Bangladeshi lyricist and journalist (born 1977)

Zulfiqer Russell (জুলফিকার রাসেল; born 13 November 1977) is a Bangladeshi lyricist and journalist. He served as the editor of the online news portal The Bangla Tribune from 13 May 2014 to 31 January 2026. He won the Bangladesh National Film Award for Best Lyrics for the film Putro (2018). He was the winner of the Channel i Music Awards in 2008, 2010, 2013 and 2022 and also received the Mirchi Music Awards (Bangla) award for the Song of the Year in the Modern Song category for, "Shabuj Chilo". On 2020 he was awarded CJFB Performance Award 2019 as best lyricist. He had also worked with renowned Indian singers and composers including Grammy and Academy Award (Oscar) winner musician A. R. Rahman. He wrote the official theme song 'Ektai Achhe Desh' of the Golden Jubilee of Bangladesh Independence sang by fifty renowned singers of Bangladesh.

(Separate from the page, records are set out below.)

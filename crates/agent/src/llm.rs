//! Chat-completions client.
//!
//! One trait seam so the crew can run against a scripted model in tests,
//! and one concrete client speaking the OpenAI-compatible
//! `/chat/completions` protocol, which covers both hosted OpenAI and a
//! local Ollama endpoint.

use std::time::Duration;

use anyhow::{anyhow, Context, Result};
use async_trait::async_trait;
use secrecy::ExposeSecret;
use serde::{Deserialize, Serialize};

use supportcrew_core::config::{LlmConfig, LlmProvider};

const OPENAI_API_URL: &str = "https://api.openai.com/v1";

#[async_trait]
pub trait LlmClient: Send + Sync {
    async fn complete(&self, system: &str, user: &str) -> Result<String>;
}

#[derive(Debug, Serialize)]
struct ChatRequest<'a> {
    model: &'a str,
    messages: Vec<ChatMessage<'a>>,
}

#[derive(Debug, Serialize)]
struct ChatMessage<'a> {
    role: &'static str,
    content: &'a str,
}

#[derive(Debug, Deserialize)]
struct ChatResponse {
    choices: Vec<ChatChoice>,
}

#[derive(Debug, Deserialize)]
struct ChatChoice {
    message: ChatResponseMessage,
}

#[derive(Debug, Deserialize)]
struct ChatResponseMessage {
    content: String,
}

pub struct ChatCompletionsClient {
    http: reqwest::Client,
    base_url: String,
    api_key: Option<String>,
    model: String,
}

impl ChatCompletionsClient {
    pub fn from_config(config: &LlmConfig) -> Result<Self> {
        let http = reqwest::Client::builder()
            .timeout(Duration::from_secs(config.timeout_secs))
            .build()
            .context("failed to build llm http client")?;

        let base_url = match config.provider {
            LlmProvider::OpenAi => {
                config.base_url.clone().unwrap_or_else(|| OPENAI_API_URL.to_string())
            }
            LlmProvider::Ollama => config
                .base_url
                .clone()
                .ok_or_else(|| anyhow!("llm.base_url is required for the ollama provider"))?,
        };

        Ok(Self {
            http,
            base_url: base_url.trim_end_matches('/').to_string(),
            api_key: config.api_key.as_ref().map(|key| key.expose_secret().to_string()),
            model: config.model.clone(),
        })
    }
}

#[async_trait]
impl LlmClient for ChatCompletionsClient {
    async fn complete(&self, system: &str, user: &str) -> Result<String> {
        let url = format!("{}/chat/completions", self.base_url);
        let request = ChatRequest {
            model: &self.model,
            messages: vec![
                ChatMessage { role: "system", content: system },
                ChatMessage { role: "user", content: user },
            ],
        };

        tracing::debug!(event_name = "llm_request", model = %self.model, "calling chat completions");

        let mut builder = self.http.post(&url).json(&request);
        if let Some(key) = &self.api_key {
            builder = builder.bearer_auth(key);
        }

        let response = builder.send().await.context("llm request failed")?;

        let status = response.status();
        if !status.is_success() {
            let body = response.text().await.unwrap_or_default();
            return Err(anyhow!("llm provider returned {status}: {body}"));
        }

        let parsed: ChatResponse =
            response.json().await.context("failed to decode llm response")?;

        let choice = parsed
            .choices
            .into_iter()
            .next()
            .ok_or_else(|| anyhow!("llm response contained no choices"))?;

        Ok(choice.message.content)
    }
}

== Early life and education ==

Zulfiqer Russell was born on 13 November 1977, in the Dhaka District of Bangladesh. He is the son of Abdus Salam (father) and Saleha Begum (mother). He studied at the Muslim Modern Academy, and graduated from Dhaka City College.

== Career ==
At the beginning of 1993, Russell's poems were featured in a number of publications including Ajker Kagoj. His first poem was "Kofine Ojoggo Purush". He is the only lyricist in Bangladesh who received an appreciation letter from Prime Minister Sheikh Hasina. He wrote the official welcome song "O Prithibi Ebar Ese Bangladesh Nao Chine" for the 2011 ICC Cricket World Cup held in Bangladesh, India, and Sri Lanka. He penned around thousand songs since 1994, many of which were sung by prominent artists. He was one of the top lyricists of the year 2011.
Russell served as the editor of the online news portal The Bangla Tribune from 13 May 2014 to 31 January 2026, and has previously written for publications such as The Daily Ittefaq and The Daily Janakantha. He has also worked for Maasranga Television and Bangla newspapers, Daily Amader Shomoy, Ajker Kagoj and Banglabazar Patrika.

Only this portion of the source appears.